Task directions: Could you filter the listing for lines with the word "CrosstermBackend" and return them?

Data for review:
§

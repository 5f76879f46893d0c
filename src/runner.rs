//! The event loop
//!
//! Events are handled one at a time: decode, update, apply the resulting
//! command, then redraw. The loop ends when the model quits or the running
//! flag is cleared by the signal handler.

use crate::app::AppState;
use crate::error::Result;
use crate::frontend::Frontend;
use crate::types::Command;
use crate::ui::{InputHandler, view};
use std::sync::atomic::{AtomicBool, Ordering};

pub fn run<F: Frontend>(frontend: &mut F, app: &mut AppState, running: &AtomicBool) -> Result<()> {
    let init = app.init();
    apply_command(frontend, init)?;
    frontend.render(&view(app))?;

    while !app.should_quit {
        if !running.load(Ordering::SeqCst) {
            tracing::info!("Interrupted, shutting down");
            let command = app.quit();
            apply_command(frontend, command)?;
            break;
        }

        let Some(event) = frontend.poll_event()? else {
            continue;
        };

        if let Some(action) = InputHandler::action_for_event(&event) {
            tracing::debug!("Action {:?} on {} page", action, app.current_page);
            let command = app.update(action);
            apply_command(frontend, command)?;
        }

        if !app.should_quit {
            frontend.render(&view(app))?;
        }
    }

    Ok(())
}

fn apply_command<F: Frontend>(frontend: &mut F, command: Command) -> Result<()> {
    match command {
        Command::None => Ok(()),
        Command::ClearScreen => frontend.clear_screen(),
        Command::SetWindowTitle(title) => frontend.set_title(title),
        Command::Quit => frontend.quit(),
    }
}
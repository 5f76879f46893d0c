//! Application-wide constants

/// Title set on the terminal window at startup
pub const WINDOW_TITLE: &str = "A text-based visualization experiment";

/// How long the event loop waits for input before re-checking the running flag
pub const POLL_INTERVAL_MS: u64 = 250;

/// Columns a tab character expands to when drawn
pub const TAB_WIDTH: usize = 4;

/// Filter applied to log output when a log file is given
pub const LOG_FILTER: &str = "stardust=debug";
use clap::Parser;
use stardust::app::AppState;
use stardust::cli::Cli;
use stardust::constants::POLL_INTERVAL_MS;
use stardust::error::{AppError, Result};
use stardust::frontend::CrosstermFrontend;
use stardust::logging::init_logging;
use stardust::runner;
use std::sync::Arc;
use std::sync::atomic::{AtomicBool, Ordering};
use std::time::Duration;

fn main() {
    if let Err(e) = run() {
        eprintln!("Alas, there's been an error: {}", e);
        std::process::exit(1);
    }
}

fn run() -> Result<()> {
    // Parse CLI arguments
    let cli = Cli::parse();

    // Validate CLI arguments
    cli.validate().map_err(AppError::Other)?;

    // Initialize logging if requested
    let _log_guard = match &cli.log_file {
        Some(log_file) => {
            let guard = init_logging(log_file)?;
            tracing::info!("=== stardust starting ===");
            tracing::info!("Log file: {}", log_file.display());
            Some(guard)
        }
        None => None,
    };

    // Setup Ctrl-C handler
    let running = Arc::new(AtomicBool::new(true));
    let r = running.clone();
    ctrlc::set_handler(move || {
        tracing::info!("Ctrl-C received, shutting down");
        r.store(false, Ordering::SeqCst);
    })
    .map_err(|e| AppError::Other(format!("Failed to set Ctrl-C handler: {}", e)))?;

    let mut frontend = CrosstermFrontend::new(Duration::from_millis(POLL_INTERVAL_MS))?;
    let mut app = AppState::new();

    let result = runner::run(&mut frontend, &mut app, &running);
    if let Err(e) = &result {
        tracing::error!("Event loop failed: {}", e);
    }

    // Cleanup terminal even when the loop failed
    let cleanup = frontend.restore();

    tracing::info!("stardust shutting down");
    result.and(cleanup)
}
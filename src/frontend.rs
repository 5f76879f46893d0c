//! Terminal collaborator used by the event loop
//!
//! The run loop only talks to the `Frontend` trait, which lets tests drive it
//! with scripted events. `CrosstermFrontend` is the real implementation: raw
//! mode on the alternate screen, drawn through ratatui.

use crate::error::Result;
use crate::ui::layout;
use crossterm::{
    cursor::{Hide, Show},
    event::{self, Event},
    execute,
    terminal::{
        EnterAlternateScreen, LeaveAlternateScreen, SetTitle, disable_raw_mode, enable_raw_mode,
    },
};
use ratatui::{Terminal, backend::CrosstermBackend};
use std::io::{self, Stdout};
use std::time::Duration;

pub trait Frontend {
    /// Wait for the next terminal event, `None` if nothing arrived in time
    fn poll_event(&mut self) -> Result<Option<Event>>;

    /// Redraw the visible region with the given text
    fn render(&mut self, text: &str) -> Result<()>;

    fn clear_screen(&mut self) -> Result<()>;

    fn set_title(&mut self, title: &str) -> Result<()>;

    /// Called once when the loop ends because of a quit
    fn quit(&mut self) -> Result<()>;
}

pub struct CrosstermFrontend {
    terminal: Terminal<CrosstermBackend<Stdout>>,
    poll_interval: Duration,
    active: bool,
}

impl CrosstermFrontend {
    /// Enter raw mode and the alternate screen
    pub fn new(poll_interval: Duration) -> Result<Self> {
        setup_terminal()?;
        tracing::debug!("Terminal setup completed");

        let terminal = match Terminal::new(CrosstermBackend::new(io::stdout())) {
            Ok(terminal) => terminal,
            Err(e) => {
                let _ = cleanup_terminal();
                return Err(e.into());
            }
        };

        Ok(CrosstermFrontend {
            terminal,
            poll_interval,
            active: true,
        })
    }

    /// Leave the alternate screen and raw mode. Safe to call more than once.
    pub fn restore(&mut self) -> Result<()> {
        if self.active {
            self.active = false;
            cleanup_terminal()?;
            tracing::debug!("Terminal cleanup completed");
        }
        Ok(())
    }
}

impl Frontend for CrosstermFrontend {
    fn poll_event(&mut self) -> Result<Option<Event>> {
        if event::poll(self.poll_interval)? {
            Ok(Some(event::read()?))
        } else {
            Ok(None)
        }
    }

    fn render(&mut self, text: &str) -> Result<()> {
        self.terminal.draw(|f| layout::render(f, text))?;
        Ok(())
    }

    fn clear_screen(&mut self) -> Result<()> {
        self.terminal.clear()?;
        Ok(())
    }

    fn set_title(&mut self, title: &str) -> Result<()> {
        execute!(self.terminal.backend_mut(), SetTitle(title))?;
        Ok(())
    }

    fn quit(&mut self) -> Result<()> {
        self.restore()
    }
}

impl Drop for CrosstermFrontend {
    fn drop(&mut self) {
        let _ = self.restore();
    }
}

/// Raw mode plus alternate screen, undone by the panic hook if we crash
fn setup_terminal() -> Result<()> {
    enable_raw_mode()?;
    if let Err(e) = execute!(io::stdout(), EnterAlternateScreen, Hide) {
        let _ = disable_raw_mode();
        return Err(e.into());
    }

    // Set panic hook to restore terminal
    let original_hook = std::panic::take_hook();
    std::panic::set_hook(Box::new(move |panic_info| {
        let _ = cleanup_terminal();
        original_hook(panic_info);
    }));

    Ok(())
}

/// Give the terminal back to the shell
fn cleanup_terminal() -> Result<()> {
    execute!(io::stdout(), Show, LeaveAlternateScreen)?;
    disable_raw_mode()?;
    Ok(())
}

§

Finished exercise:
use ratatui::{Terminal, backend::CrosstermBackend};
    terminal: Terminal<CrosstermBackend<Stdout>>,
        let terminal = match Terminal::new(CrosstermBackend::new(io::stdout())) {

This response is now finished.